Origin of Halloween (Part 1)

So, before it's asked of me, no I don't participate in any Halloween celebrations, but yes I've decided to start this lengthy 7 day blogging spree all about it's origins.  This is meant to be an informative series of posts, that give you but a glimpse of the worldwide holiday many today now celebrate.  So how am I going to break this up? I'm still asking myself the same thing. All I know is what I want to do for the seventh part.

So, I guess I'll go ahead and begin discussing the Celtic festival, Samhain (pronounced Sow-wen), which is Gaelic for "summer's end" and is a far earlier tradition than the "Christian" celebration today. In fact, the Celts were harvesters, so once Winter came around it became a tough time for their survival. Nevertheless, every year on the very night we now recognize as October 31st, the Celts had their Druidic priests pray to their gods for help, so they may be sustained throughout the Winter months. This also had to do with the Sun setting earlier at this time of the year. They thought that, since the gods controlled the Sun, they were showing their power by allowing it to set earlier. This transition was a very magical time for the pagan Celts. Weird things were said to have happened.

The Celts of Ireland believed that on the night of October 31st, the veil between the world of the living and the realm of the spirits was thinnest. They thought that the spirits of those who had died in the past year would awaken from their rest and walk the streets of Celtic villages. Not all of these "spirits" were friendly.

So as to ward off these evil spirits, they performed many rituals to both placate their dead ancestors and appease the gods. Many wore costumes and masks, impersonating the spirits. Others would carve faces into turnips to ward off the more harmful spirits, (much like how scarecrows scare crows, haha). While dressed, many Celts would parade towards the end of their villages with food, trying to coax the spirits from haunting or bringing any harm to their homes. Another custom was to leave food or sweets outside of their homes so that if their dead loved ones payed them visit, they would be at peace. If you didn't treat the spirits, they may decide to "trick" you.

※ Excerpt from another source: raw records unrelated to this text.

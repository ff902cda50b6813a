use axum::{
    extract::{Path, Query, State},
    response::{Json, Response},
    routing::{get, patch, post},
    Router,
};
use serde::{Deserialize, Serialize};
use utoipa::{IntoParams, ToSchema};
use uuid::Uuid;

use super::common::{created_response, DeletedWithStock, PaginationParams};
use crate::{
    auth::{require_edit, AuthUser, Resource},
    entities::{lease_acc_inquiry, lease_contract, lease_part_inquiry, meter_reading},
    errors::ServiceError,
    services::{
        demand_coordinator::{DemandOutcome, DemandPatch, NewLeaseAccInquiry, NewLeasePartInquiry},
        leases::{CreateLeaseRequest, LeaseDetail, UpdateLeaseRequest},
        meter_readings::CreateMeterReadingRequest,
    },
    ApiResult, AppState,
};

pub fn lease_routes() -> Router<AppState> {
    Router::new()
        .route("/", get(list_leases).post(create_lease))
        .route(
            "/:id",
            get(get_lease).patch(update_lease).delete(delete_lease),
        )
        .route("/:id/meter-readings", get(list_meter_readings))
        .route("/:id/missing-readings", get(missing_readings))
}

pub fn meter_reading_routes() -> Router<AppState> {
    Router::new().route("/", post(create_meter_reading))
}

pub fn lease_part_inquiry_routes() -> Router<AppState> {
    Router::new().route("/", post(create_lease_part_inquiry)).route(
        "/:id",
        patch(update_lease_part_inquiry).delete(delete_lease_part_inquiry),
    )
}

pub fn lease_acc_inquiry_routes() -> Router<AppState> {
    Router::new().route("/", post(create_lease_acc_inquiry)).route(
        "/:id",
        patch(update_lease_acc_inquiry).delete(delete_lease_acc_inquiry),
    )
}

#[derive(Debug, Deserialize, IntoParams)]
#[into_params(parameter_in = Query)]
pub struct LeaseListQuery {
    /// Only contracts that are still running
    #[serde(default)]
    pub active_only: bool,
    #[serde(default = "default_page")]
    pub page: u64,
    #[serde(default = "default_per_page")]
    pub per_page: u64,
}

fn default_page() -> u64 {
    1
}

fn default_per_page() -> u64 {
    20
}

#[derive(Debug, Serialize, ToSchema)]
pub struct MissingReadingsResponse {
    pub lease_id: Uuid,
    /// Months without a reading, `YYYY-MM`, oldest first
    pub months: Vec<String>,
}

/// Open a lease contract; an active lease claims its machine
#[utoipa::path(
    post,
    path = "/api/v1/leases",
    request_body = CreateLeaseRequest,
    responses(
        (status = 201, description = "Lease created", body = LeaseDetail),
        (status = 400, description = "Invalid request", body = crate::errors::ErrorResponse),
        (status = 422, description = "Machine not available", body = crate::errors::ErrorResponse)
    ),
    tag = "leases"
)]
pub async fn create_lease(
    State(state): State<AppState>,
    user: AuthUser,
    Json(payload): Json<CreateLeaseRequest>,
) -> Result<Response, ServiceError> {
    require_edit(&user, Resource::Lease)?;
    let lease = state.services.leases.create(payload).await?;
    Ok(created_response(lease))
}

#[utoipa::path(
    get,
    path = "/api/v1/leases",
    params(LeaseListQuery),
    responses((status = 200, description = "Lease contracts", body = Vec<lease_contract::Model>)),
    tag = "leases"
)]
pub async fn list_leases(
    State(state): State<AppState>,
    Query(query): Query<LeaseListQuery>,
) -> ApiResult<Vec<lease_contract::Model>> {
    let page = PaginationParams {
        page: query.page,
        per_page: query.per_page,
    };
    Ok(Json(
        state
            .services
            .leases
            .list(query.active_only, page.limit(), page.offset())
            .await?,
    ))
}

/// Get a lease with its part and accessory inquiries
#[utoipa::path(
    get,
    path = "/api/v1/leases/{id}",
    params(("id" = Uuid, Path, description = "Lease ID")),
    responses(
        (status = 200, description = "Lease found", body = LeaseDetail),
        (status = 404, description = "Lease not found", body = crate::errors::ErrorResponse)
    ),
    tag = "leases"
)]
pub async fn get_lease(State(state): State<AppState>, Path(id): Path<Uuid>) -> ApiResult<LeaseDetail> {
    Ok(Json(state.services.leases.get(id).await?))
}

/// Edit a lease; toggling `is_active` claims or releases the machine
#[utoipa::path(
    patch,
    path = "/api/v1/leases/{id}",
    params(("id" = Uuid, Path, description = "Lease ID")),
    request_body = UpdateLeaseRequest,
    responses(
        (status = 200, description = "Lease updated", body = LeaseDetail),
        (status = 404, description = "Lease not found", body = crate::errors::ErrorResponse),
        (status = 422, description = "Machine not available", body = crate::errors::ErrorResponse)
    ),
    tag = "leases"
)]
pub async fn update_lease(
    State(state): State<AppState>,
    user: AuthUser,
    Path(id): Path<Uuid>,
    Json(payload): Json<UpdateLeaseRequest>,
) -> ApiResult<LeaseDetail> {
    require_edit(&user, Resource::Lease)?;
    Ok(Json(state.services.leases.update(id, payload).await?))
}

/// Delete a lease, its inquiries and readings, restoring stock
#[utoipa::path(
    delete,
    path = "/api/v1/leases/{id}",
    params(("id" = Uuid, Path, description = "Lease ID")),
    responses(
        (status = 200, description = "Lease deleted", body = DeletedWithStock),
        (status = 404, description = "Lease not found", body = crate::errors::ErrorResponse),
        (status = 409, description = "Lease has deliveries", body = crate::errors::ErrorResponse)
    ),
    tag = "leases"
)]
pub async fn delete_lease(
    State(state): State<AppState>,
    user: AuthUser,
    Path(id): Path<Uuid>,
) -> ApiResult<DeletedWithStock> {
    require_edit(&user, Resource::Lease)?;
    let stock = state.services.leases.delete(id).await?;
    Ok(Json(DeletedWithStock { id, stock }))
}

#[utoipa::path(
    get,
    path = "/api/v1/leases/{id}/meter-readings",
    params(("id" = Uuid, Path, description = "Lease ID")),
    responses(
        (status = 200, description = "Readings, newest first", body = Vec<meter_reading::Model>),
        (status = 404, description = "Lease not found", body = crate::errors::ErrorResponse)
    ),
    tag = "leases"
)]
pub async fn list_meter_readings(
    State(state): State<AppState>,
    Path(id): Path<Uuid>,
) -> ApiResult<Vec<meter_reading::Model>> {
    state.services.leases.find(id).await?;
    Ok(Json(state.services.meter_readings.list_for_lease(id).await?))
}

/// Months of the contract period that still lack a reading
#[utoipa::path(
    get,
    path = "/api/v1/leases/{id}/missing-readings",
    params(("id" = Uuid, Path, description = "Lease ID")),
    responses(
        (status = 200, description = "Missing months", body = MissingReadingsResponse),
        (status = 404, description = "Lease not found", body = crate::errors::ErrorResponse)
    ),
    tag = "leases"
)]
pub async fn missing_readings(
    State(state): State<AppState>,
    Path(id): Path<Uuid>,
) -> ApiResult<MissingReadingsResponse> {
    let today = chrono::Utc::now().date_naive();
    let months = state.services.leases.missing_readings(id, today).await?;
    Ok(Json(MissingReadingsResponse {
        lease_id: id,
        months,
    }))
}

#[utoipa::path(
    post,
    path = "/api/v1/meter-readings",
    request_body = CreateMeterReadingRequest,
    responses(
        (status = 201, description = "Reading recorded", body = meter_reading::Model),
        (status = 400, description = "Month already recorded", body = crate::errors::ErrorResponse),
        (status = 404, description = "Lease not found", body = crate::errors::ErrorResponse)
    ),
    tag = "leases"
)]
pub async fn create_meter_reading(
    State(state): State<AppState>,
    user: AuthUser,
    Json(payload): Json<CreateMeterReadingRequest>,
) -> Result<Response, ServiceError> {
    require_edit(&user, Resource::Lease)?;
    let reading = state.services.meter_readings.create(payload).await?;
    Ok(created_response(reading))
}

/// Fit parts to a leased machine against an issued store inquiry
#[utoipa::path(
    post,
    path = "/api/v1/lease-part-inquiries",
    request_body = NewLeasePartInquiry,
    responses(
        (status = 201, description = "Parts taken", body = DemandOutcome<lease_part_inquiry::Model>),
        (status = 400, description = "Store inquiry not issued", body = crate::errors::ErrorResponse),
        (status = 422, description = "Insufficient stock", body = crate::errors::ErrorResponse)
    ),
    tag = "leases"
)]
pub async fn create_lease_part_inquiry(
    State(state): State<AppState>,
    user: AuthUser,
    Json(payload): Json<NewLeasePartInquiry>,
) -> Result<Response, ServiceError> {
    require_edit(&user, Resource::Lease)?;
    let outcome = state
        .services
        .coordinator
        .create_lease_part_inquiry(payload)
        .await?;
    Ok(created_response(outcome))
}

#[utoipa::path(
    patch,
    path = "/api/v1/lease-part-inquiries/{id}",
    params(("id" = Uuid, Path, description = "Lease part inquiry ID")),
    request_body = DemandPatch,
    responses(
        (status = 200, description = "Inquiry updated", body = DemandOutcome<lease_part_inquiry::Model>),
        (status = 404, description = "Inquiry not found", body = crate::errors::ErrorResponse),
        (status = 422, description = "Insufficient stock", body = crate::errors::ErrorResponse)
    ),
    tag = "leases"
)]
pub async fn update_lease_part_inquiry(
    State(state): State<AppState>,
    user: AuthUser,
    Path(id): Path<Uuid>,
    Json(payload): Json<DemandPatch>,
) -> ApiResult<DemandOutcome<lease_part_inquiry::Model>> {
    require_edit(&user, Resource::Lease)?;
    Ok(Json(
        state
            .services
            .coordinator
            .update_lease_part_inquiry(id, payload)
            .await?,
    ))
}

#[utoipa::path(
    delete,
    path = "/api/v1/lease-part-inquiries/{id}",
    params(("id" = Uuid, Path, description = "Lease part inquiry ID")),
    responses(
        (status = 200, description = "Inquiry removed, parts restored", body = DemandOutcome<lease_part_inquiry::Model>),
        (status = 404, description = "Inquiry not found", body = crate::errors::ErrorResponse)
    ),
    tag = "leases"
)]
pub async fn delete_lease_part_inquiry(
    State(state): State<AppState>,
    user: AuthUser,
    Path(id): Path<Uuid>,
) -> ApiResult<DemandOutcome<lease_part_inquiry::Model>> {
    require_edit(&user, Resource::Lease)?;
    Ok(Json(
        state
            .services
            .coordinator
            .delete_lease_part_inquiry(id)
            .await?,
    ))
}

#[utoipa::path(
    post,
    path = "/api/v1/lease-acc-inquiries",
    request_body = NewLeaseAccInquiry,
    responses(
        (status = 201, description = "Accessories taken", body = DemandOutcome<lease_acc_inquiry::Model>),
        (status = 404, description = "Lease or accessory not found", body = crate::errors::ErrorResponse),
        (status = 422, description = "Insufficient stock", body = crate::errors::ErrorResponse)
    ),
    tag = "leases"
)]
pub async fn create_lease_acc_inquiry(
    State(state): State<AppState>,
    user: AuthUser,
    Json(payload): Json<NewLeaseAccInquiry>,
) -> Result<Response, ServiceError> {
    require_edit(&user, Resource::Lease)?;
    let outcome = state
        .services
        .coordinator
        .create_lease_acc_inquiry(payload)
        .await?;
    Ok(created_response(outcome))
}

#[utoipa::path(
    patch,
    path = "/api/v1/lease-acc-inquiries/{id}",
    params(("id" = Uuid, Path, description = "Lease accessory inquiry ID")),
    request_body = DemandPatch,
    responses(
        (status = 200, description = "Inquiry updated", body = DemandOutcome<lease_acc_inquiry::Model>),
        (status = 404, description = "Inquiry not found", body = crate::errors::ErrorResponse),
        (status = 422, description = "Insufficient stock", body = crate::errors::ErrorResponse)
    ),
    tag = "leases"
)]
pub async fn update_lease_acc_inquiry(
    State(state): State<AppState>,
    user: AuthUser,
    Path(id): Path<Uuid>,
    Json(payload): Json<DemandPatch>,
) -> ApiResult<DemandOutcome<lease_acc_inquiry::Model>> {
    require_edit(&user, Resource::Lease)?;
    Ok(Json(
        state
            .services
            .coordinator
            .update_lease_acc_inquiry(id, payload)
            .await?,
    ))
}

#[utoipa::path(
    delete,
    path = "/api/v1/lease-acc-inquiries/{id}",
    params(("id" = Uuid, Path, description = "Lease accessory inquiry ID")),
    responses(
        (status = 200, description = "Inquiry removed, accessories restored", body = DemandOutcome<lease_acc_inquiry::Model>),
        (status = 404, description = "Inquiry not found", body = crate::errors::ErrorResponse)
    ),
    tag = "leases"
)]
pub async fn delete_lease_acc_inquiry(
    State(state): State<AppState>,
    user: AuthUser,
    Path(id): Path<Uuid>,
) -> ApiResult<DemandOutcome<lease_acc_inquiry::Model>> {
    require_edit(&user, Resource::Lease)?;
    Ok(Json(
        state
            .services
            .coordinator
            .delete_lease_acc_inquiry(id)
            .await?,
    ))
}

Since the Celts were harvesters, they would thank the gods for their plentiful harvest they received during the Summer months, specifically their earth god Dagda. Doing so, they burnt blood offerings of cows and horses in large bonfires, as a sort of trade for the good food they had been provided. Many would walk in-between two bonfires as a manner of cleansing rituals. They then had the Druids of the villages look over the burnt entrails of the sacrificial offerings, and read the future, as some would read into tea leaves in modern times. Since the boundary of the living world and the spirit world was thinner, they believed the dead would help in the foretelling. The Druids would divine who would die within the next year. These divinations would travel throughout the villages and were told at bonfires and such. This is thought to be the ancient day origins of the now very popular ghost stories told on the very night that Samhain would take place thousands of years ago.


If you found this interesting, please note that this is only the first of a seven part origin series that I plan to continue until October 31st. So please stay tuned, or follow the blog... cause you might just learn a little something here or there.


  1. Can't wait for part seven

  2. Thanks Freddy, I've been doing lots and lots of research, so part seven should be... pretty good haha.